* Task details: Below, find each line holding "elapsed" and state how many there are, using the number alone.

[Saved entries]
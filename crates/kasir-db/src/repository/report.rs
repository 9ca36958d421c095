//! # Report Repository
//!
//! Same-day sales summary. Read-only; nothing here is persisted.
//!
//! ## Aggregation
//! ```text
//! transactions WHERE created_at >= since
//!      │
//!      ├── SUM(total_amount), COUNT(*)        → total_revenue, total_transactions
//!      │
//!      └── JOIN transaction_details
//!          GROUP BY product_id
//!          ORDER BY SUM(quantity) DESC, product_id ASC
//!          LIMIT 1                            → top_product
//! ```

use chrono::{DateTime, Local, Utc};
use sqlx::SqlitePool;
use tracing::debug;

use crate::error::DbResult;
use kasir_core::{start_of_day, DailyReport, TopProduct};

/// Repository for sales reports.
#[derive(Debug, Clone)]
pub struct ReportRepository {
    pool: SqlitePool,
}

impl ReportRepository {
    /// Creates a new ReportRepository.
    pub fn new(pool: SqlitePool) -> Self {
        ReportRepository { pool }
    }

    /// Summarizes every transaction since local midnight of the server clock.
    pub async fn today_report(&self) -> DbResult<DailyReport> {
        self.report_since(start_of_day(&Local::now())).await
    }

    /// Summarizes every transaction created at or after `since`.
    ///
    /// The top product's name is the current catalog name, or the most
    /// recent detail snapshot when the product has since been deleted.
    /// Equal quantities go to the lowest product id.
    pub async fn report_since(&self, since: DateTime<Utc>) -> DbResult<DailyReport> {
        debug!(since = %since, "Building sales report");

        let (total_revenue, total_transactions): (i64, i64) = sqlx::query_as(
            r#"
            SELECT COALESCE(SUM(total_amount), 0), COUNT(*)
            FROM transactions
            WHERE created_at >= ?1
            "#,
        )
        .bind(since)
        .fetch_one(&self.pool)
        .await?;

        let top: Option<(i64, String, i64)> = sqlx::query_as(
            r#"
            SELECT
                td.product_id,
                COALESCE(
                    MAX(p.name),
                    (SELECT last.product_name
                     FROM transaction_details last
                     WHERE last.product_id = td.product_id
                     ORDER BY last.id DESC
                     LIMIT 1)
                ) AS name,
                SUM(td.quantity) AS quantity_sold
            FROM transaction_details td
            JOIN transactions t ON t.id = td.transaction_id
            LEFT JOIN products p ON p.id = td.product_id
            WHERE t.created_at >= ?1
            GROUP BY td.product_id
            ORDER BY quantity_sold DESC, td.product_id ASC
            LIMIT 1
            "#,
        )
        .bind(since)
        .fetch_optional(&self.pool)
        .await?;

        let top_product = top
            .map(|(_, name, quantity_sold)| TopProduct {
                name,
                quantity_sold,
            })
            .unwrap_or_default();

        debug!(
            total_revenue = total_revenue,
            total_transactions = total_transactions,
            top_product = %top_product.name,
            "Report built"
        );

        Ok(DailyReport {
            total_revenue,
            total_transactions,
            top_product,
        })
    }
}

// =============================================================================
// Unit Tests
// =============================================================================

...

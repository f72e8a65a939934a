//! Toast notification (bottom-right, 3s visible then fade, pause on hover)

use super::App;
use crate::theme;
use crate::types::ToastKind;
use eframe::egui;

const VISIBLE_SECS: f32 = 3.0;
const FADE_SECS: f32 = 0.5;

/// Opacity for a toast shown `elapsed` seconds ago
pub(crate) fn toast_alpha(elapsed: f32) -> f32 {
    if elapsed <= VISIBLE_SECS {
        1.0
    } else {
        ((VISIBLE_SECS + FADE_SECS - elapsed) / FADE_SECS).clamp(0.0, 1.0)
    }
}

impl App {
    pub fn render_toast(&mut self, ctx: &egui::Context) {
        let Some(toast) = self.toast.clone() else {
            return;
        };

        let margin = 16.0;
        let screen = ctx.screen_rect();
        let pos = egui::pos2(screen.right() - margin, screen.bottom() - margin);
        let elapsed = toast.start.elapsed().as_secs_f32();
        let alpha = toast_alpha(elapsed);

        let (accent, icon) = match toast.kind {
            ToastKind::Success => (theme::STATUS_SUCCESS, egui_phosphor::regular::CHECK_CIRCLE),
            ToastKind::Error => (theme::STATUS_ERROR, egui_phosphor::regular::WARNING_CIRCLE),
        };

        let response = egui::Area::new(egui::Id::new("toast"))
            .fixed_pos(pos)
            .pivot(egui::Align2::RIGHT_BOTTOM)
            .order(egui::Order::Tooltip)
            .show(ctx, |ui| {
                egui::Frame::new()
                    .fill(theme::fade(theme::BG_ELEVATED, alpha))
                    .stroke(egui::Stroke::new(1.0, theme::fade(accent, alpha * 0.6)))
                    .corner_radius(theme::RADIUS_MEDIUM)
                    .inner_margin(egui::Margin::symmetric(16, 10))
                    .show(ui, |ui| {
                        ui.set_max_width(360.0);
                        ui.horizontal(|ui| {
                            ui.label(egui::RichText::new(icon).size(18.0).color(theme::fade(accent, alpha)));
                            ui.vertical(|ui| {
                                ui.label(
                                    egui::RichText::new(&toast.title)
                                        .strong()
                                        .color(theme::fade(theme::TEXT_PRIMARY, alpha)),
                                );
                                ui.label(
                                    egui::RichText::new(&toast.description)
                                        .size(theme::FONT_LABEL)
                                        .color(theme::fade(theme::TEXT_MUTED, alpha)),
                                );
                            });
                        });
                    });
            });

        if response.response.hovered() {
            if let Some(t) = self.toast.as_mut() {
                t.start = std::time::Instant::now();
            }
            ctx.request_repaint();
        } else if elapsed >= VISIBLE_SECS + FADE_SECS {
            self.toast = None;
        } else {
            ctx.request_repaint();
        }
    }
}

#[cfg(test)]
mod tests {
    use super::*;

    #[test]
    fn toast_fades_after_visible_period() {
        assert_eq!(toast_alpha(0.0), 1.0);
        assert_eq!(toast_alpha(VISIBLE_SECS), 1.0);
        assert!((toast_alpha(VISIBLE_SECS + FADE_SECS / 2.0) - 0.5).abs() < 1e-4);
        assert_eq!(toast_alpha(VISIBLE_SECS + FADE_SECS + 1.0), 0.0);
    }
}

* Task answer: 7